_YOUR INSTRUCTIONS_
Transcribe the entire listing exactly.

[[ DATASET RECORDS open ]]

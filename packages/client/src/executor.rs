//! Running code in a Piston-compatible sandbox.

use async_trait::async_trait;
use serde::{Deserialize, Serialize};

use crate::error::ClientError;

pub const DEFAULT_SANDBOX_URL: &str = "https://emkc.org/api/v2/piston";

/// Output shown when a run prints nothing
pub const EMPTY_OUTPUT: &str = "No output";

#[derive(Debug, Clone, PartialEq, Eq, Serialize)]
pub struct ExecuteRequest {
    pub language: String,
    pub version: String,
    pub files: Vec<SourceFile>,
    pub stdin: String,
}

#[derive(Debug, Clone, PartialEq, Eq, Serialize)]
pub struct SourceFile {
    pub content: String,
}

#[derive(Debug, Clone, PartialEq, Eq, Deserialize)]
pub struct ExecuteResponse {
    pub run: RunResult,
}

#[derive(Debug, Clone, PartialEq, Eq, Default, Deserialize)]
pub struct RunResult {
    #[serde(default)]
    pub output: String,
}

#[derive(Debug, Deserialize)]
struct SandboxError {
    message: String,
}

#[async_trait]
pub trait CodeExecutor: Send + Sync {
    async fn execute(
        &self,
        language: &str,
        version: &str,
        source_code: &str,
        stdin: &str,
    ) -> Result<ExecuteResponse, ClientError>;
}

/// Text for the terminal output pane after a run
pub fn terminal_output(result: &Result<ExecuteResponse, ClientError>) -> String {
    match result {
        Ok(response) if response.run.output.is_empty() => EMPTY_OUTPUT.to_string(),
        Ok(response) => response.run.output.clone(),
        Err(ClientError::ExecutionError(message)) => format!("Error: {}", message),
        Err(e) => format!("Error: {}", e),
    }
}

pub struct PistonExecutor {
    http: reqwest::Client,
    base_url: String,
}

impl PistonExecutor {
    pub fn new(base_url: impl Into<String>) -> Self {
        Self {
            http: reqwest::Client::new(),
            base_url: base_url.into().trim_end_matches('/').to_string(),
        }
    }
}

impl Default for PistonExecutor {
    fn default() -> Self {
        Self::new(DEFAULT_SANDBOX_URL)
    }
}

#[async_trait]
impl CodeExecutor for PistonExecutor {
    async fn execute(
        &self,
        language: &str,
        version: &str,
        source_code: &str,
        stdin: &str,
    ) -> Result<ExecuteResponse, ClientError> {
        let request = ExecuteRequest {
            language: language.to_string(),
            version: version.to_string(),
            files: vec![SourceFile {
                content: source_code.to_string(),
            }],
            stdin: stdin.to_string(),
        };

        let response = self
            .http
            .post(format!("{}/execute", self.base_url))
            .json(&request)
            .send()
            .await
            .map_err(|e| ClientError::ExecutionError(e.to_string()))?;

        let status = response.status();
        if !status.is_success() {
            let message = match response.json::<SandboxError>().await {
                Ok(body) => body.message,
                Err(_) => format!("sandbox answered {}", status),
            };
            return Err(ClientError::ExecutionError(message));
        }

        response
            .json::<ExecuteResponse>()
            .await
            .map_err(|e| ClientError::ExecutionError(e.to_string()))
    }
}

#[cfg(test)]
mod tests {
    use super::*;

    #[test]
    fn test_request_body_shape() {
        // テスト項目: サンドボックスへのリクエストボディの形式
        // given (前提条件):
        let request = ExecuteRequest {
            language: "python".to_string(),
            version: "3.10.0".to_string(),
            files: vec![SourceFile {
                content: "print(1)".to_string(),
            }],
            stdin: "".to_string(),
        };

        // when (操作):
        let json = serde_json::to_value(&request).unwrap();

        // then (期待する結果):
        assert_eq!(
            json,
            serde_json::json!({
                "language": "python",
                "version": "3.10.0",
                "files": [{"content": "print(1)"}],
                "stdin": ""
            })
        );
    }

    #[test]
    fn test_terminal_output_variants() {
        // テスト項目: 実行結果からターミナル出力の文言が決まる
        // given (前提条件):
        let printed: Result<ExecuteResponse, ClientError> = Ok(ExecuteResponse {
            run: RunResult {
                output: "1\n".to_string(),
            },
        });
        let silent: Result<ExecuteResponse, ClientError> = Ok(ExecuteResponse {
            run: RunResult::default(),
        });
        let failed: Result<ExecuteResponse, ClientError> =
            Err(ClientError::ExecutionError("runtime unknown".to_string()));

        // when (操作) / then (期待する結果):
        assert_eq!(terminal_output(&printed), "1\n");
        assert_eq!(terminal_output(&silent), "No output");
        assert_eq!(terminal_output(&failed), "Error: runtime unknown");
    }

    #[test]
    fn test_response_without_output_field() {
        // テスト項目: output が無いレスポンスも受け付ける
        // given (前提条件):
        let body = r#"{"run": {"stdout": "", "stderr": "", "code": 0}}"#;

        // when (操作):
        let response: ExecuteResponse = serde_json::from_str(body).unwrap();

        // then (期待する結果):
        assert_eq!(response.run.output, "");
    }
}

[[ DATASET RECORDS closed ]]

_RESPONSE BOX_
filename packages/client/src/executor.rs
//! Running code in a Piston-compatible sandbox.

use async_trait::async_trait;
use serde::{Deserialize, Serialize};

use crate::error::ClientError;

pub const DEFAULT_SANDBOX_URL: &str = "https://emkc.org/api/v2/piston";

/// Output shown when a run prints nothing
pub const EMPTY_OUTPUT: &str = "No output";

#[derive(Debug, Clone, PartialEq, Eq, Serialize)]
pub struct ExecuteRequest {
    pub language: String,
    pub version: String,
    pub files: Vec<SourceFile>,
    pub stdin: String,
}

#[derive(Debug, Clone, PartialEq, Eq, Serialize)]
pub struct SourceFile {
    pub content: String,
}

#[derive(Debug, Clone, PartialEq, Eq, Deserialize)]
pub struct ExecuteResponse {
    pub run: RunResult,
}

#[derive(Debug, Clone, PartialEq, Eq, Default, Deserialize)]
pub struct RunResult {
    #[serde(default)]
    pub output: String,
}

#[derive(Debug, Deserialize)]
struct SandboxError {
    message: String,
}

#[async_trait]
pub trait CodeExecutor: Send + Sync {
    async fn execute(
        &self,
        language: &str,
        version: &str,
        source_code: &str,
        stdin: &str,
    ) -> Result<ExecuteResponse, ClientError>;
}

/// Text for the terminal output pane after a run
pub fn terminal_output(result: &Result<ExecuteResponse, ClientError>) -> String {
    match result {
        Ok(response) if response.run.output.is_empty() => EMPTY_OUTPUT.to_string(),
        Ok(response) => response.run.output.clone(),
        Err(ClientError::ExecutionError(message)) => format!("Error: {}", message),
        Err(e) => format!("Error: {}", e),
    }
}

pub struct PistonExecutor {
    http: reqwest::Client,
    base_url: String,
}

impl PistonExecutor {
    pub fn new(base_url: impl Into<String>) -> Self {
        Self {
            http: reqwest::Client::new(),
            base_url: base_url.into().trim_end_matches('/').to_string(),
        }
    }
}

impl Default for PistonExecutor {
    fn default() -> Self {
        Self::new(DEFAULT_SANDBOX_URL)
    }
}

#[async_trait]
impl CodeExecutor for PistonExecutor {
    async fn execute(
        &self,
        language: &str,
        version: &str,
        source_code: &str,
        stdin: &str,
    ) -> Result<ExecuteResponse, ClientError> {
        let request = ExecuteRequest {
            language: language.to_string(),
            version: version.to_string(),
            files: vec![SourceFile {
                content: source_code.to_string(),
            }],
            stdin: stdin.to_string(),
        };

        let response = self
            .http
            .post(format!("{}/execute", self.base_url))
            .json(&request)
            .send()
            .await
            .map_err(|e| ClientError::ExecutionError(e.to_string()))?;

        let status = response.status();
        if !status.is_success() {
            let message = match response.json::<SandboxError>().await {
                Ok(body) => body.message,
                Err(_) => format!("sandbox answered {}", status),
            };
            return Err(ClientError::ExecutionError(message));
        }

        response
            .json::<ExecuteResponse>()
            .await
            .map_err(|e| ClientError::ExecutionError(e.to_string()))
    }
}

#[cfg(test)]
mod tests {
    use super::*;

    #[test]
    fn test_request_body_shape() {
        // テスト項目: サンドボックスへのリクエストボディの形式
        // given (前提条件):
        let request = ExecuteRequest {
            language: "python".to_string(),
            version: "3.10.0".to_string(),
            files: vec![SourceFile {
                content: "print(1)".to_string(),
            }],
            stdin: "".to_string(),
        };

        // when (操作):
        let json = serde_json::to_value(&request).unwrap();

        // then (期待する結果):
        assert_eq!(
            json,
            serde_json::json!({
                "language": "python",
                "version": "3.10.0",
                "files": [{"content": "print(1)"}],
                "stdin": ""
            })
        );
    }

    #[test]
    fn test_terminal_output_variants() {
        // テスト項目: 実行結果からターミナル出力の文言が決まる
        // given (前提条件):
        let printed: Result<ExecuteResponse, ClientError> = Ok(ExecuteResponse {
            run: RunResult {
                output: "1\n".to_string(),
            },
        });
        let silent: Result<ExecuteResponse, ClientError> = Ok(ExecuteResponse {
            run: RunResult::default(),
        });
        let failed: Result<ExecuteResponse, ClientError> =
            Err(ClientError::ExecutionError("runtime unknown".to_string()));

        // when (操作) / then (期待する結果):
        assert_eq!(terminal_output(&printed), "1\n");
        assert_eq!(terminal_output(&silent), "No output");
        assert_eq!(terminal_output(&failed), "Error: runtime unknown");
    }

    #[test]
    fn test_response_without_output_field() {
        // テスト項目: output が無いレスポンスも受け付ける
        // given (前提条件):
        let body = r#"{"run": {"stdout": "", "stderr": "", "code": 0}}"#;

        // when (操作):
        let response: ExecuteResponse = serde_json::from_str(body).unwrap();

        // then (期待する結果):
        assert_eq!(response.run.output, "");
    }
}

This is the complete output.